Need to catch your breath?

Respite services are designed to free you from the responsibilities associated with your role as a caregiver. Here’s how to access them.


What is respite?

As a caregiver, you assume many roles, and the responsibilities you have are demanding. It’s normal to feel the need to catch your breath at times. Respite allows you to take some time off while a trained person takes care of the person you are caring for in your absence. Whether it is a one-time, regular or even extended respite, the goal is to:

  • reduce stress and physical and emotional fatigue;
  • free up caregivers from the responsibilities associated with their caregiving role;
  • take time out and participate in various activities to replenish their energy and help without burning out.
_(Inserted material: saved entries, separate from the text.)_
//! GVK-tagged dynamic objects

use std::collections::BTreeMap;
use std::fmt;

use kube::api::{ApiResource, DynamicObject, GroupVersionKind};

use crate::error::ClusterError;

/// A free-form Kubernetes object that keeps its group/version/kind explicit
///
/// The GVK is what the client dispatches on; the payload outside `metadata`
/// lives in the wrapped `DynamicObject::data`.
#[derive(Debug, Clone)]
pub struct UnstructuredObject {
    gvk: GroupVersionKind,
    object: DynamicObject,
}

impl UnstructuredObject {
    /// Build a namespaced object of kind `gvk` named `name` with `data`
    /// as everything besides `apiVersion`, `kind` and `metadata`.
    pub fn new(gvk: GroupVersionKind, namespace: &str, name: &str, data: serde_json::Value) -> Self {
        let ar = ApiResource::from_gvk(&gvk);
        let object = DynamicObject::new(name, &ar).within(namespace).data(data);
        Self { gvk, object }
    }

    /// Wrap an existing object, reading the GVK from its type meta
    pub fn from_dynamic(object: DynamicObject) -> Result<Self, ClusterError> {
        let types = object
            .types
            .as_ref()
            .ok_or_else(|| ClusterError::Invalid("object has no apiVersion/kind".to_string()))?;
        let gvk = parse_gvk(&types.api_version, &types.kind)?;
        Ok(Self { gvk, object })
    }

    /// Parse a full manifest (`apiVersion`, `kind`, `metadata`, ...)
    pub fn from_value(value: serde_json::Value) -> Result<Self, ClusterError> {
        let object: DynamicObject = serde_json::from_value(value)?;
        Self::from_dynamic(object)
    }

    pub fn gvk(&self) -> &GroupVersionKind {
        &self.gvk
    }

    pub fn name(&self) -> Option<&str> {
        self.object.metadata.name.as_deref()
    }

    pub fn namespace(&self) -> Option<&str> {
        self.object.metadata.namespace.as_deref()
    }

    /// Put the object into `namespace` unless it already names one
    pub fn default_namespace(&mut self, namespace: &str) {
        if self.namespace().is_none_or(str::is_empty) {
            self.object.metadata.namespace = Some(namespace.to_string());
        }
    }

    pub fn labels_mut(&mut self) -> &mut BTreeMap<String, String> {
        self.object.metadata.labels.get_or_insert_with(BTreeMap::new)
    }

    /// Deletion was requested and finalizers are still running
    pub fn is_terminating(&self) -> bool {
        self.object.metadata.deletion_timestamp.is_some()
    }

    pub fn data(&self) -> &serde_json::Value {
        &self.object.data
    }

    pub fn data_mut(&mut self) -> &mut serde_json::Value {
        &mut self.object.data
    }

    pub fn object(&self) -> &DynamicObject {
        &self.object
    }
}

impl fmt::Display for UnstructuredObject {
    fn fmt(&self, f: &mut fmt::Formatter<'_>) -> fmt::Result {
        write!(
            f,
            "{} {}/{}",
            self.gvk.kind,
            self.namespace().unwrap_or_default(),
            self.name().unwrap_or_default()
        )
    }
}

/// Split `apiVersion` into group and version (core group has no slash)
pub fn parse_gvk(api_version: &str, kind: &str) -> Result<GroupVersionKind, ClusterError> {
    if api_version.is_empty() || kind.is_empty() {
        return Err(ClusterError::Invalid(format!(
            "incomplete type meta: apiVersion={api_version:?} kind={kind:?}"
        )));
    }
    let (group, version) = api_version.split_once('/').unwrap_or(("", api_version));
    Ok(GroupVersionKind::gvk(group, version, kind))
}

#[cfg(test)]
mod tests {
    use super::*;
    use serde_json::json;

    #[test]
    fn test_from_value_keeps_gvk_and_payload() {
        let obj = UnstructuredObject::from_value(json!({
            "apiVersion": "networking.k8s.io/v1",
            "kind": "NetworkPolicy",
            "metadata": {"name": "default-deny"},
            "spec": {"podSelector": {}}
        }))
        .unwrap();

        assert_eq!(obj.gvk().group, "networking.k8s.io");
        assert_eq!(obj.gvk().version, "v1");
        assert_eq!(obj.gvk().kind, "NetworkPolicy");
        assert_eq!(obj.name(), Some("default-deny"));
        assert!(obj.namespace().is_none());
        assert!(obj.data().get("spec").is_some());
    }

    #[test]
    fn test_core_group_api_version() {
        let gvk = parse_gvk("v1", "ConfigMap").unwrap();
        assert_eq!(gvk.group, "");
        assert_eq!(gvk.version, "v1");
    }

    #[test]
    fn test_missing_kind_is_invalid() {
        let err = UnstructuredObject::from_value(json!({
            "apiVersion": "v1",
            "metadata": {"name": "x"}
        }))
        .unwrap_err();
        assert!(matches!(err, ClusterError::Invalid(_) | ClusterError::Serialization(_)));
    }

    #[test]
    fn test_default_namespace_only_fills_empty() {
        let gvk = GroupVersionKind::gvk("", "v1", "ConfigMap");
        let mut obj = UnstructuredObject::new(gvk.clone(), "", "cm", json!({}));
        obj.default_namespace("tenant");
        assert_eq!(obj.namespace(), Some("tenant"));

        let mut obj = UnstructuredObject::new(gvk, "other", "cm", json!({}));
        obj.default_namespace("tenant");
        assert_eq!(obj.namespace(), Some("other"));
    }
}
It is important to differentiate between respite and caretaking. Caretaking or presence-supervision is offered by people who monitor, without having received specific training.

Primary respite services

  • Temporary accommodation in a public or private facility. In the public sector, the maximum stay is generally 21 days. During this stay, people benefit from the professional services of the residence and have the option to participate in activities;
  • The Baluchon Alzheimer’s respite care service offers a long-term respite care service subsidized by the government for people with Alzheimer’s disease or a related illness. A trained caregiver comes to live in the home of the person being cared for 24 hours a day;
  • The day centre, also known as a “drop-in” centre, is usually available one or two days a week. The person being cared for benefits from adapted therapeutic, physical and social activities, as well as a meal service. The activities take place in a group setting;
  • In-home respite care. The person being cared for is taken care of in their home for a few hours by a trained attendant so that the caregiver can leave the house. Fees vary depending on the organization and services may or may not be subsidized;
  • Accessory respite. In-home respite, day centre respite or drop-in respite can also be provided as an accessory respite while the caregiver participates in an activity of an organization, a support group, a leisure activity in a volunteer centre or a training session for caregivers (in French only).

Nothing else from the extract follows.